What is Cloud Computing?
The concept of cloud computing is one of a user sitting at a terminal taking advantage of services, storage space, and resources provided somewhere else - on another computer, through an Internet connection.
The user's word processor documents may be stored on one computer, perhaps along with the actual program he uses to edit the documents. His pictures and videos are stored on another computer. His email is saved on yet a third machine that he can access from any workstation. The user has a personal calendar, checkbook ledger, links to favorite sites, and more saved in cyberspace.

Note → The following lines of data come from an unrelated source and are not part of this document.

use async_graphql::connection::{Connection, EmptyFields};
use async_graphql::dataloader::DataLoader;
use catalog_pagination::{Cursor, OrderSpec, paginate};
use uuid::Uuid;

use super::loader::PodcastLoader;
use super::source::PodcastSource;
use super::types::{Episode, Podcast};
use crate::prelude::*;

/// Ordering of every podcast connection.
pub const PODCAST_ORDERING: &[&str] = &["title", "-id"];

pub type PodcastConnection = Connection<ConnectionCursor, Podcast, EmptyFields, EmptyFields>;

pub struct PodcastsQuery {
    order: OrderSpec,
}

impl PodcastsQuery {
    pub fn new() -> anyhow::Result<Self> {
        let order = OrderSpec::parse::<Podcast>(PODCAST_ORDERING)?;

        Ok(Self { order })
    }

    async fn connection(
        &self,
        context: &Context<'_>,
        source: &PodcastSource<'_>,
        first: i32,
        after: Option<ID>,
    ) -> async_graphql::Result<PodcastConnection> {
        let first = context.data::<PagePolicy>()?.check("first", first)?;
        let after = after.map(|after| Cursor::from(after.0));

        tracing::info!("after: {:?}, first: {:?}", after, first);

        let page = paginate(source, &self.order, first, after.as_ref())
            .await
            .map_err(pagination_error)?;

        Ok(into_connection(page, |podcast| podcast))
    }
}

#[Object]
impl PodcastsQuery {
    /// Get a podcast by its ID.
    ///
    /// Returns `null` when there is no such podcast.
    async fn podcast(
        &self,
        context: &Context<'_>,
        id: ID,
    ) -> async_graphql::Result<Option<Podcast>> {
        let Ok(id) = Uuid::parse_str(&id) else {
            return Ok(None);
        };

        let loader = context.data::<DataLoader<PodcastLoader>>()?;

        Ok(loader.load_one(id).await?)
    }

    /// List podcasts ordered by title.
    async fn podcasts(
        &self,
        context: &Context<'_>,
        #[graphql(default = 10)] first: i32,
        after: Option<ID>,
    ) -> async_graphql::Result<PodcastConnection> {
        let pool = get_pgpool(context)?;

        self.connection(context, &PodcastSource::all(&pool), first, after)
            .await
    }

    /// Find podcasts whose title contains `query`, ignoring case.
    async fn find_podcasts(
        &self,
        context: &Context<'_>,
        query: String,
        #[graphql(default = 10)] first: i32,
        after: Option<ID>,
    ) -> async_graphql::Result<PodcastConnection> {
        let pool = get_pgpool(context)?;

        self.connection(context, &PodcastSource::search(&pool, &query), first, after)
            .await
    }

    /// The most recently published episodes, newest first.
    async fn latest_episodes(
        &self,
        context: &Context<'_>,
        #[graphql(default = 5)] last: i32,
    ) -> async_graphql::Result<Vec<Episode>> {
        let last = context.data::<PagePolicy>()?.check("last", last)?;
        let pool = get_pgpool(context)?;

        let episodes = sqlx::query_as::<_, Episode>(
            "SELECT id, title, notes, total_time, published_at, podcast_id FROM episodes ORDER BY published_at DESC, id DESC LIMIT $1",
        )
        .bind(i64::try_from(last)?)
        .fetch_all(&pool)
        .await?;

        Ok(episodes)
    }
}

Where are the user's documents, email, favorites and pictures? If you ask him, he will say Google Docs, Hotmail, Delicious and Flickr - he'll give you URLs. If you produce a map and ask for the specific location, he'll look puzzled. He doesn't know.

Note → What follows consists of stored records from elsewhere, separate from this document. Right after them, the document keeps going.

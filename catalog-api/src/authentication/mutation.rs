use async_graphql::SimpleObject;
use poem::session::Session;

use super::session::{authenticate, start_session};
use crate::prelude::*;

#[derive(SimpleObject)]
pub struct LoginPayload {
    pub ok: bool,
}

#[derive(Default)]
pub struct AuthenticationMutation;

#[Object]
impl AuthenticationMutation {
    /// Log in with email and password.
    ///
    /// On success the session cookie identifies the user in later requests.
    async fn login(
        &self,
        context: &Context<'_>,
        email: String,
        password: String,
    ) -> async_graphql::Result<LoginPayload> {
        let pool = get_pgpool(context)?;
        let session = context.data::<Session>()?;

        let Some(user_id) = authenticate(&pool, &email, password).await? else {
            tracing::info!("Rejected login attempt");
            return Ok(LoginPayload { ok: false });
        };

        start_session(session, user_id);
        tracing::info!(user = %user_id, "User logged in");

        Ok(LoginPayload { ok: true })
    }

    /// End the current session.
    async fn logout(&self, context: &Context<'_>) -> async_graphql::Result<bool> {
        context.data::<Session>()?.purge();

        Ok(true)
    }
}
//! Error type for the pagination engine.

use thiserror::Error;

/// Boxed error raised by a collection accessor.
pub type BoxError = Box<dyn std::error::Error + Send + Sync + 'static>;

/// Errors raised while building an ordering or paginating a collection.
///
/// Only [`PaginationError::MalformedCursor`] and
/// [`PaginationError::InvalidPageSize`] are caused by client input. The other
/// variants are server-side faults.
#[derive(Debug, Error)]
pub enum PaginationError {
    /// The cursor could not be decoded, or does not fit the ordering.
    #[error("Malformed cursor: {0}")]
    MalformedCursor(String),

    /// The ordering cannot produce a total order over the records.
    #[error("Invalid order spec: {0}")]
    InvalidOrderSpec(String),

    /// A page must hold at least one item.
    #[error("Invalid page size: {0}")]
    InvalidPageSize(usize),

    /// The collection accessor failed.
    #[error("Source error: {0}")]
    Source(#[source] BoxError),
}

impl PaginationError {
    /// Whether the error was caused by the request rather than the server.
    pub fn is_client_error(&self) -> bool {
        matches!(self, Self::MalformedCursor(_) | Self::InvalidPageSize(_))
    }
}

/// Result type for pagination operations.
pub type PaginationResult<T> = Result<T, PaginationError>;

#[cfg(test)]
mod tests {
    use super::*;

    #[test]
    fn test_source_error_keeps_message() {
        let io = std::io::Error::other("connection reset");
        let err = PaginationError::Source(Box::new(io));

        assert!(err.to_string().contains("connection reset"));
        assert!(!err.is_client_error());
    }

    #[test]
    fn test_cursor_errors_are_client_errors() {
        assert!(PaginationError::MalformedCursor("bad".into()).is_client_error());
        assert!(!PaginationError::InvalidOrderSpec("empty".into()).is_client_error());
    }
}
use async_graphql::{SimpleObject, Union, dataloader::DataLoader};
use uuid::Uuid;

use super::loader::PodcastLoader;
use super::types::Podcast;
use crate::authentication::{CurrentUser, IsAuthenticated};
use crate::prelude::*;

#[derive(SimpleObject)]
pub struct PodcastDoesNotExistError {
    pub message: String,
}

impl Default for PodcastDoesNotExistError {
    fn default() -> Self {
        Self {
            message: "Podcast not found".to_string(),
        }
    }
}

#[derive(SimpleObject)]
pub struct AlreadySubscribedToPodcastError {
    pub message: String,
}

impl Default for AlreadySubscribedToPodcastError {
    fn default() -> Self {
        Self {
            message: "You are already subscribed to this podcast".to_string(),
        }
    }
}

#[derive(SimpleObject)]
pub struct SubscribeToPodcastSuccess {
    pub podcast: Podcast,
}

#[derive(Union)]
pub enum SubscribeToPodcastResponse {
    PodcastDoesNotExist(PodcastDoesNotExistError),
    AlreadySubscribed(AlreadySubscribedToPodcastError),
    Success(SubscribeToPodcastSuccess),
}

#[derive(Default)]
pub struct PodcastsMutation;

#[Object]
impl PodcastsMutation {
    /// Subscribe the logged-in user to a podcast.
    #[graphql(guard = "IsAuthenticated")]
    async fn subscribe_to_podcast(
        &self,
        context: &Context<'_>,
        id: ID,
    ) -> async_graphql::Result<SubscribeToPodcastResponse> {
        let user = context.data::<CurrentUser>()?;

        let Ok(podcast_id) = Uuid::parse_str(&id) else {
            return Ok(SubscribeToPodcastResponse::PodcastDoesNotExist(
                Default::default(),
            ));
        };

        let loader = context.data::<DataLoader<PodcastLoader>>()?;
        let Some(podcast) = loader.load_one(podcast_id).await? else {
            return Ok(SubscribeToPodcastResponse::PodcastDoesNotExist(
                Default::default(),
            ));
        };

        let pool = get_pgpool(context)?;

        let inserted = sqlx::query(
            "INSERT INTO subscriptions (user_id, podcast_id) VALUES ($1, $2) ON CONFLICT DO NOTHING",
        )
        .bind(user.id)
        .bind(podcast.id)
        .execute(&pool)
        .await?
        .rows_affected();

        if inserted == 0 {
            return Ok(SubscribeToPodcastResponse::AlreadySubscribed(
                Default::default(),
            ));
        }

        tracing::info!(user = %user.id, podcast = %podcast.id, "Subscribed to podcast");

        Ok(SubscribeToPodcastResponse::Success(
            SubscribeToPodcastSuccess { podcast },
        ))
    }
}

Yesterday his emails were in Chicago and his documents were in Seattle. Today they've been moved to other servers. But the URLs haven't changed. He just knows is that they're "out there" - in the cloud...
History of Cloud Computing
Technically, cloud computing has been around for a while. The Web itself is a form of cloud computing. Users access web pages that are in the cloud.
Over time, speed and reliability on the Internet improved. Improvements in computer processing and connection speed have made the Web an increasingly interactive experience. An increased number of users were able to contribute to the Web's content.
The success of interactive and collaborative activities on the Web led to more personal services being available through an Internet connection. When Hotmail began to make web-based email popular in the 1990's it foreshadowed such services.
Cloud computing has become increasingly practical in recent years because of increased broadband access and the trend toward permanent connectivity (as opposed to a dial-up approach where computers are constantly being disconnected and later reconnected to transfer data).
Cloud Computing Today (and Tomorrow)
In 2007 the move toward cloud computing began to develop more momentum. Google, Amazon, IBM and other industry leaders have articulated a clear vision of cloud computing as the dominate model for the future.
A recent Business Week article said that the move toward cloud computing "signals a fundamental shift in how we handle information." The article compared the cloud computing trend to the move to electricity a century ago. Companies stopped having to produce their own energy and instead began plugging in to an electricity grid. People will one day use the cloud the way they use electricity - without giving it much thought.
Cloud computing holds a great deal of economic potential. It makes resources available to small businesses that were previously the privilege of only large corporations.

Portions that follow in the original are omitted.